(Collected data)
━━━━━━━━━━━━━━━━━━━━━━━━━━━━━━

//! Epsilon elision.
//!
//! A basic state `q` whose only edge is `q -ε-> r` is bypassed when every
//! reference to it comes from the single transition of a basic state.
//! Referrers are pointed straight at `r` and `q` is removed. Star block
//! ends are never the target of an elision, so the loop-back shape stays
//! intact.

use std::collections::HashMap;

use crate::atn::{Atn, StateId};

/// Who references a state: `(source, index of the transition)`.
type Referrers = HashMap<StateId, Vec<(StateId, usize)>>;

/// Elides until no candidate is left. Returns the number of removed states.
pub fn elide_epsilons(atn: &mut Atn) -> usize {
    let mut referrers = build_referrer_map(atn);
    let mut elided = 0;
    loop {
        let mut changed = false;
        for q in 0..atn.len() as StateId {
            let Some(r) = elision_target(atn, &referrers, q) else {
                continue;
            };
            elide(atn, &mut referrers, q, r);
            elided += 1;
            changed = true;
        }
        if !changed {
            break;
        }
    }
    elided
}

fn build_referrer_map(atn: &Atn) -> Referrers {
    let mut referrers: Referrers = HashMap::new();
    for (id, state) in atn.iter() {
        for (index, t) in state.transitions().iter().enumerate() {
            referrers.entry(t.target).or_default().push((id, index));
            if let Some(follow) = t.follow() {
                referrers.entry(follow).or_default().push((id, index));
            }
        }
    }
    referrers
}

fn elision_target(atn: &Atn, referrers: &Referrers, q: StateId) -> Option<StateId> {
    let state = atn.state(q);
    if state.is_removed() || !state.is_basic() {
        return None;
    }
    let t = state.single_transition()?;
    if !t.is_plain_epsilon() || t.target == q || atn.is_star_block_end(t.target) {
        return None;
    }
    let refs = referrers.get(&q).filter(|refs| !refs.is_empty())?;
    let all_simple = refs.iter().all(|&(source, _)| {
        let source = atn.state(source);
        !source.is_removed() && source.is_basic() && source.transitions().len() == 1
    });
    all_simple.then_some(t.target)
}

fn elide(atn: &mut Atn, referrers: &mut Referrers, q: StateId, r: StateId) {
    let moved = referrers.remove(&q).unwrap_or_default();
    for &(source, index) in &moved {
        atn.state_mut(source).transitions[index].retarget(q, r);
    }
    let into_r = referrers.entry(r).or_default();
    into_r.retain(|&(source, _)| source != q);
    into_r.extend(moved);
    atn.remove_state(q);
    log::trace!("elided S{q} into S{r}");
}
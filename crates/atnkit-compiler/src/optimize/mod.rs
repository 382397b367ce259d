//! Post-construction rewrites.
//!
//! Two passes run in order:
//!
//! 1. Epsilon elision: basic states that only forward to another state are
//!    bypassed and tombstoned.
//! 2. Set collapse (lexers): decision alternatives that each match a single
//!    atom, range or set before reaching the block end are merged into one
//!    set transition.
//!
//! Neither pass renumbers states; removed states stay as tombstones.

mod elision;
mod sets;


use crate::atn::Atn;
use crate::diagnostics::Diagnostics;
use crate::grammar::Grammar;

pub use elision::elide_epsilons;
pub use sets::collapse_sets;

/// Statistics from the optimization passes.
#[derive(Debug, Default, Clone, Copy, PartialEq, Eq)]
pub struct OptimizeStats {
    /// Basic states bypassed by epsilon elision.
    pub epsilons_elided: usize,
    /// Alternatives merged away by set collapse.
    pub alternatives_merged: usize,
}

/// Runs every pass. Set collapse only applies to lexer grammars.
pub fn optimize(atn: &mut Atn, grammar: &Grammar, diagnostics: &mut Diagnostics) -> OptimizeStats {
    let mut stats = OptimizeStats {
        epsilons_elided: elide_epsilons(atn),
        ..OptimizeStats::default()
    };
    if grammar.is_lexer() {
        stats.alternatives_merged = collapse_sets(atn, grammar, diagnostics);
    }
    log::debug!(
        "optimized {}: {} epsilons elided, {} alternatives merged",
        grammar.name,
        stats.epsilons_elided,
        stats.alternatives_merged
    );
    stats
}
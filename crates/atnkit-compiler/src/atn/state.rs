//! ATN states.
//!
//! States live in the `Atn` arena and refer to each other by `StateId`.
//! Links between partners (block start/end, loop-back) are indices too, so
//! the graph has no owning cycles.

use super::transition::Transition;

/// Index into the `Atn` state arena.
pub type StateId = u32;

/// Flavor of a block start state.
#[derive(Debug, Clone, Copy, PartialEq, Eq, Hash)]
pub enum BlockKind {
    Basic,
    Star,
    Plus,
}

#[derive(Debug, Clone, PartialEq, Eq)]
pub enum StateKind {
    Basic,
    RuleStart {
        stop: StateId,
        left_recursive: bool,
    },
    RuleStop,
    BlockStart {
        kind: BlockKind,
        end: StateId,
        /// Set for plus blocks once the loop-back exists.
        loop_back: Option<StateId>,
    },
    BlockEnd {
        start: StateId,
    },
    StarLoopEntry {
        loop_back: Option<StateId>,
    },
    StarLoopBack,
    PlusLoopBack,
    LoopEnd {
        loop_back: Option<StateId>,
    },
    /// Lexer mode entry.
    TokensStart,
}

impl StateKind {
    /// Serialized state type.
    pub fn state_type(&self) -> i32 {
        match self {
            Self::Basic => 1,
            Self::RuleStart { .. } => 2,
            Self::BlockStart {
                kind: BlockKind::Basic,
                ..
            } => 3,
            Self::BlockStart {
                kind: BlockKind::Plus,
                ..
            } => 4,
            Self::BlockStart {
                kind: BlockKind::Star,
                ..
            } => 5,
            Self::TokensStart => 6,
            Self::RuleStop => 7,
            Self::BlockEnd { .. } => 8,
            Self::StarLoopBack => 9,
            Self::StarLoopEntry { .. } => 10,
            Self::PlusLoopBack => 11,
            Self::LoopEnd { .. } => 12,
        }
    }

    /// States that may be registered as decisions.
    pub fn is_decision_kind(&self) -> bool {
        matches!(
            self,
            Self::BlockStart { .. }
                | Self::StarLoopEntry { .. }
                | Self::PlusLoopBack
                | Self::TokensStart
        )
    }

    pub fn name(&self) -> &'static str {
        match self {
            Self::Basic => "Basic",
            Self::RuleStart { .. } => "RuleStart",
            Self::RuleStop => "RuleStop",
            Self::BlockStart {
                kind: BlockKind::Basic,
                ..
            } => "BlockStart",
            Self::BlockStart {
                kind: BlockKind::Star,
                ..
            } => "StarBlockStart",
            Self::BlockStart {
                kind: BlockKind::Plus,
                ..
            } => "PlusBlockStart",
            Self::BlockEnd { .. } => "BlockEnd",
            Self::StarLoopEntry { .. } => "StarLoopEntry",
            Self::StarLoopBack => "StarLoopBack",
            Self::PlusLoopBack => "PlusLoopBack",
            Self::LoopEnd { .. } => "LoopEnd",
            Self::TokensStart => "TokensStart",
        }
    }
}

#[derive(Debug, Clone, PartialEq, Eq)]
pub struct AtnState {
    pub(crate) kind: StateKind,
    /// Owning rule; `None` for shared states (mode starts, the EOF target).
    pub(crate) rule: Option<usize>,
    pub(crate) transitions: Vec<Transition>,
    pub(crate) decision: Option<usize>,
    pub(crate) non_greedy: bool,
    pub(crate) removed: bool,
}

impl AtnState {
    pub(crate) fn new(kind: StateKind, rule: Option<usize>) -> Self {
        Self {
            kind,
            rule,
            transitions: Vec::new(),
            decision: None,
            non_greedy: false,
            removed: false,
        }
    }

    pub fn kind(&self) -> &StateKind {
        &self.kind
    }

    pub fn rule(&self) -> Option<usize> {
        self.rule
    }

    pub fn transitions(&self) -> &[Transition] {
        &self.transitions
    }

    pub fn decision(&self) -> Option<usize> {
        self.decision
    }

    pub fn is_non_greedy(&self) -> bool {
        self.non_greedy
    }

    pub fn is_removed(&self) -> bool {
        self.removed
    }

    pub fn is_basic(&self) -> bool {
        matches!(self.kind, StateKind::Basic)
    }

    /// The only outgoing transition, if there is exactly one.
    pub fn single_transition(&self) -> Option<&Transition> {
        match self.transitions.as_slice() {
            [t] => Some(t),
            _ => None,
        }
    }

    pub fn only_epsilon(&self) -> bool {
        self.transitions.iter().all(Transition::is_epsilon)
    }

    /// Adds `transition` at `index` unless an equivalent edge exists: same
    /// target and the same label, or both plain epsilon.
    pub(crate) fn insert_transition(&mut self, index: usize, transition: Transition) {
        let duplicate = self.transitions.iter().any(|t| {
            t.target == transition.target
                && match (t.label(), transition.label()) {
                    (Some(_), Some(_)) => t.kind == transition.kind,
                    _ => t.is_plain_epsilon() && transition.is_plain_epsilon(),
                }
        });
        if duplicate {
            return;
        }
        let index = index.min(self.transitions.len());
        self.transitions.insert(index, transition);
    }

    pub(crate) fn add_transition(&mut self, transition: Transition) {
        self.insert_transition(self.transitions.len(), transition);
    }
}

━━━━━━━━━━━━━━━━━━━━━━━━━━━━━━

» Work to be completed:
Transcribe the records above exactly, from the opening line down to and including the line with "use std::collections::HashMap;".

» Response:
//! Epsilon elision.
//!
//! A basic state `q` whose only edge is `q -ε-> r` is bypassed when every
//! reference to it comes from the single transition of a basic state.
//! Referrers are pointed straight at `r` and `q` is removed. Star block
//! ends are never the target of an elision, so the loop-back shape stays
//! intact.

use std::collections::HashMap;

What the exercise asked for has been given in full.